Doch alles konnte auch der Keeper nicht halten und so kämpften sich die Hausherren in der zweiten Hälfte immer näher an die Herzogstädter heran. Stand die Abwehr in der ersten Halbzeit lange wie ein Bollwerk, entstanden nun vor allem auf den Außenpositionen Risse in der Mauer, die vom stärksten Akteur der Fürther, Florian Kramer eiskalt genutzt wurden. Jetzt fehlten die einfachen Tore eines Michael Waitz, ohne den kein richtiger Druck im Rückraum aufgebaut werden konnte. Nachdem auch noch Spielmacher Peter Andörfer mit einer offensiven Deckung aus dem Spiel genommen wurde, häuften sich die technischen Fehler der nun immer unsicher werdenden Gäste. Plötzlich führte der Gastgeber aus Stadeln mit 15:14 und im Sulzbacher Lager schellten alle Alarmglocken. Nun war die Partie endgültig der erwartete Krimi, in dem sich die Gäste jedes Tor hart erarbeiten mussten. Wenigstens hatte man mit Marek Nachtman einen Siebenmeterschützen in den Reihen, der an der Linie seine Nerven im Griff hatte. So konnte man das Spiel noch einmal drehen und ging fünf Minuten vor dem Ende wieder mit zwei Toren in Führung (21:19).

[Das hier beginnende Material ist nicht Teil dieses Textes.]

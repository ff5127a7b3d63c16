//! Credential directory port and the bundled implementations
//!
//! The authenticator only ever asks one question of a directory: which
//! identity, if any, owns this PIN. How the answer is produced is the
//! directory's business. [`HashedDirectory`] keeps Argon2id hashes rather
//! than plaintext PINs; [`MemoryDirectory`] is a plaintext map for tests
//! and demos.

use std::collections::HashMap;
use std::fmt;
use std::fs;
use std::path::Path;
use std::sync::Arc;

use argon2::{
    password_hash::{rand_core::OsRng, PasswordHash, PasswordHasher, PasswordVerifier, SaltString},
    Argon2,
};
use async_trait::async_trait;
use serde::{Deserialize, Serialize};
use zeroize::Zeroizing;

use crate::error::{AuthError, ConfigError, DirectoryError};

/// Number of digits in a PIN
pub const PIN_LENGTH: usize = 6;

/// A validated six-digit PIN
///
/// The backing string is wiped when the value is dropped.
#[derive(Clone, PartialEq, Eq)]
pub struct Pin(Zeroizing<String>);

impl Pin {
    /// Parse a PIN, rejecting anything but exactly six ASCII digits
    pub fn parse(raw: &str) -> Result<Self, AuthError> {
        if raw.len() != PIN_LENGTH {
            return Err(AuthError::MalformedInput(format!(
                "PIN must be {} digits",
                PIN_LENGTH
            )));
        }
        if !raw.bytes().all(|b| b.is_ascii_digit()) {
            return Err(AuthError::MalformedInput(
                "PIN must contain only digits".to_string(),
            ));
        }
        Ok(Self(Zeroizing::new(raw.to_string())))
    }

    /// Build a PIN from digit values 0..=9
    pub(crate) fn from_digits(digits: &[u8; PIN_LENGTH]) -> Self {
        let mut raw = Zeroizing::new(String::with_capacity(PIN_LENGTH));
        for d in digits {
            raw.push(char::from(b'0' + d));
        }
        Self(raw)
    }

    pub fn as_str(&self) -> &str {
        self.0.as_str()
    }
}

impl fmt::Debug for Pin {
    fn fmt(&self, f: &mut fmt::Formatter<'_>) -> fmt::Result {
        f.write_str("Pin(******)")
    }
}

/// Whoever a PIN belongs to
///
/// Opaque to the authenticator: a non-empty lookup result means success.
#[derive(Clone, Debug, PartialEq, Eq, Serialize, Deserialize)]
pub struct Identity {
    /// Stable identifier (employee or owner id)
    pub id: String,
    /// Display name
    pub label: String,
    /// Role name as the directory knows it
    #[serde(default, skip_serializing_if = "Option::is_none")]
    pub role: Option<String>,
}

impl Identity {
    pub fn new(id: impl Into<String>, label: impl Into<String>) -> Self {
        Self {
            id: id.into(),
            label: label.into(),
            role: None,
        }
    }

    pub fn with_role(mut self, role: impl Into<String>) -> Self {
        self.role = Some(role.into());
        self
    }
}

/// Resolves a PIN to at most one identity
#[async_trait]
pub trait CredentialDirectory: Send + Sync {
    /// Look up the identity owning `pin`
    ///
    /// `Ok(None)` means no match. `Err` means the directory could not answer
    /// and says nothing about whether the PIN is right.
    async fn lookup_by_pin(&self, pin: &Pin) -> Result<Option<Identity>, DirectoryError>;
}

/// Plaintext in-memory directory
#[derive(Clone, Debug, Default)]
pub struct MemoryDirectory {
    entries: HashMap<String, Identity>,
}

impl MemoryDirectory {
    pub fn new() -> Self {
        Self::default()
    }

    /// Register `identity` under `pin`
    pub fn with_entry(mut self, pin: &Pin, identity: Identity) -> Self {
        self.insert(pin, identity);
        self
    }

    pub fn insert(&mut self, pin: &Pin, identity: Identity) {
        self.entries.insert(pin.as_str().to_string(), identity);
    }

    pub fn len(&self) -> usize {
        self.entries.len()
    }

    pub fn is_empty(&self) -> bool {
        self.entries.is_empty()
    }
}

#[async_trait]
impl CredentialDirectory for MemoryDirectory {
    async fn lookup_by_pin(&self, pin: &Pin) -> Result<Option<Identity>, DirectoryError> {
        Ok(self.entries.get(pin.as_str()).cloned())
    }
}

/// One entry of a credentials file
#[derive(Clone, Debug, Serialize, Deserialize)]
pub struct CredentialEntry {
    pub id: String,
    pub label: String,
    #[serde(default, skip_serializing_if = "Option::is_none")]
    pub role: Option<String>,
    /// Argon2id PHC string
    pub pin_hash: String,
}

impl CredentialEntry {
    /// Render as a `[[credential]]` table ready to append to a credentials file
    pub fn to_toml(&self) -> Result<String, ConfigError> {
        let file = CredentialsFile {
            credentials: vec![self.clone()],
        };
        Ok(toml::to_string(&file)?)
    }

    fn identity(&self) -> Identity {
        Identity {
            id: self.id.clone(),
            label: self.label.clone(),
            role: self.role.clone(),
        }
    }
}

/// Credentials file format (TOML, `[[credential]]` tables)
#[derive(Debug, Default, Serialize, Deserialize)]
struct CredentialsFile {
    #[serde(default, rename = "credential")]
    credentials: Vec<CredentialEntry>,
}

/// Directory over Argon2id-hashed PINs
///
/// Hashes are salted per entry, so a lookup has to verify against every
/// entry in turn. Verification runs on the blocking pool.
#[derive(Clone, Debug)]
pub struct HashedDirectory {
    entries: Arc<Vec<CredentialEntry>>,
}

impl HashedDirectory {
    /// Build from entries, rejecting unparseable hashes up front
    pub fn new(entries: Vec<CredentialEntry>) -> Result<Self, ConfigError> {
        for entry in &entries {
            PasswordHash::new(&entry.pin_hash).map_err(|e| {
                ConfigError::Invalid(format!("Invalid PIN hash for '{}': {}", entry.id, e))
            })?;
        }
        Ok(Self {
            entries: Arc::new(entries),
        })
    }

    /// Load a TOML credentials file
    pub fn load(path: &Path) -> Result<Self, ConfigError> {
        let contents = fs::read_to_string(path)?;
        Self::from_toml_str(&contents)
    }

    pub fn from_toml_str(contents: &str) -> Result<Self, ConfigError> {
        let file: CredentialsFile = toml::from_str(contents)?;
        Self::new(file.credentials)
    }

    pub fn len(&self) -> usize {
        self.entries.len()
    }

    pub fn is_empty(&self) -> bool {
        self.entries.is_empty()
    }
}

#[async_trait]
impl CredentialDirectory for HashedDirectory {
    async fn lookup_by_pin(&self, pin: &Pin) -> Result<Option<Identity>, DirectoryError> {
        let entries = Arc::clone(&self.entries);
        let pin = pin.clone();
        tokio::task::spawn_blocking(move || find_match(&entries, &pin))
            .await
            .map_err(|e| DirectoryError::Unavailable(e.to_string()))
    }
}

fn find_match(entries: &[CredentialEntry], pin: &Pin) -> Option<Identity> {
    let argon2 = Argon2::default();
    entries
        .iter()
        .find(|entry| {
            PasswordHash::new(&entry.pin_hash)
                .map(|hash| argon2.verify_password(pin.as_str().as_bytes(), &hash).is_ok())
                .unwrap_or(false)
        })
        .map(CredentialEntry::identity)
}

/// Hash a PIN with Argon2id for a credentials file entry
pub fn hash_pin(pin: &Pin) -> Result<String, ConfigError> {
    let salt = SaltString::generate(&mut OsRng);
    Argon2::default()
        .hash_password(pin.as_str().as_bytes(), &salt)
        .map(|hash| hash.to_string())
        .map_err(|e| ConfigError::Invalid(format!("Failed to hash PIN: {}", e)))
}

#[cfg(test)]
mod tests {
    use super::*;

    #[test]
    fn test_pin_validation() {
        assert!(Pin::parse("123456").is_ok());
        assert!(Pin::parse("000000").is_ok());

        // Too short / too long
        assert!(matches!(Pin::parse("12345"), Err(AuthError::MalformedInput(_))));
        assert!(matches!(Pin::parse("1234567"), Err(AuthError::MalformedInput(_))));

        // Non-digits
        assert!(matches!(Pin::parse("12345a"), Err(AuthError::MalformedInput(_))));
        assert!(matches!(Pin::parse("１２３４"), Err(AuthError::MalformedInput(_))));
    }

    #[test]
    fn test_pin_debug_is_redacted() {
        let pin = Pin::parse("424242").unwrap();
        assert_eq!(format!("{:?}", pin), "Pin(******)");
    }

    #[test]
    fn test_pin_from_digits() {
        let pin = Pin::from_digits(&[0, 1, 2, 7, 8, 9]);
        assert_eq!(pin.as_str(), "012789");
    }

    #[tokio::test]
    async fn test_memory_directory_lookup() {
        let owner = Identity::new("owner-1", "Budi").with_role("owner");
        let directory =
            MemoryDirectory::new().with_entry(&Pin::parse("111111").unwrap(), owner.clone());

        let found = directory
            .lookup_by_pin(&Pin::parse("111111").unwrap())
            .await
            .unwrap();
        assert_eq!(found, Some(owner));

        let missing = directory
            .lookup_by_pin(&Pin::parse("222222").unwrap())
            .await
            .unwrap();
        assert_eq!(missing, None);
    }

    #[tokio::test]
    async fn test_hashed_directory_lookup() {
        let pin = Pin::parse("735190").unwrap();
        let hash = hash_pin(&pin).unwrap();
        let contents = format!(
            r#"
[[credential]]
id = "owner-1"
label = "Budi"
role = "owner"
pin_hash = "{hash}"
"#
        );
        let directory = HashedDirectory::from_toml_str(&contents).unwrap();
        assert_eq!(directory.len(), 1);

        let found = directory.lookup_by_pin(&pin).await.unwrap();
        assert_eq!(
            found,
            Some(Identity::new("owner-1", "Budi").with_role("owner"))
        );

        let missing = directory
            .lookup_by_pin(&Pin::parse("735191").unwrap())
            .await
            .unwrap();
        assert!(missing.is_none());
    }

    #[tokio::test]
    async fn test_credential_entry_round_trips_awkward_labels() {
        let pin = Pin::parse("802417").unwrap();
        let entry = CredentialEntry {
            id: "owner-1".to_string(),
            label: r#"Budi "Bos" Santoso \ Cabang 2"#.to_string(),
            role: None,
            pin_hash: hash_pin(&pin).unwrap(),
        };

        let rendered = entry.to_toml().unwrap();
        assert!(rendered.trim_start().starts_with("[[credential]]"));
        assert!(!rendered.contains("role"));

        let directory = HashedDirectory::from_toml_str(&rendered).unwrap();
        assert_eq!(directory.len(), 1);
        let found = directory.lookup_by_pin(&pin).await.unwrap();
        assert_eq!(
            found,
            Some(Identity::new("owner-1", r#"Budi "Bos" Santoso \ Cabang 2"#))
        );
    }

    #[test]
    fn test_hashed_directory_rejects_bad_hash() {
        let contents = r#"
[[credential]]
id = "cashier-2"
label = "Sari"
pin_hash = "123456"
"#;
        assert!(matches!(
            HashedDirectory::from_toml_str(contents),
            Err(ConfigError::Invalid(_))
        ));
    }

    #[test]
    fn test_hashed_directory_load_from_file() {
        let temp_dir = tempfile::tempdir().unwrap();
        let path = temp_dir.path().join("credentials.toml");
        fs::write(&path, "").unwrap();

        let directory = HashedDirectory::load(&path).unwrap();
        assert!(directory.is_empty());
    }
}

Doch in der Schlussphase wollte kein Spieler mehr einen Fehler machen und man versäumte es so, die endgültige Entscheidung zu suchen. Erst 15 Sekunden vor dem Ende konnten die Herzogstädter aufatmen. Zwar verkürzten die Fürther noch einmal durch einen Strafwurf, doch dann war die Zeit abgelaufen und der glückliche 22:21-Erfolg stand nach dieser Nervenschlacht fest.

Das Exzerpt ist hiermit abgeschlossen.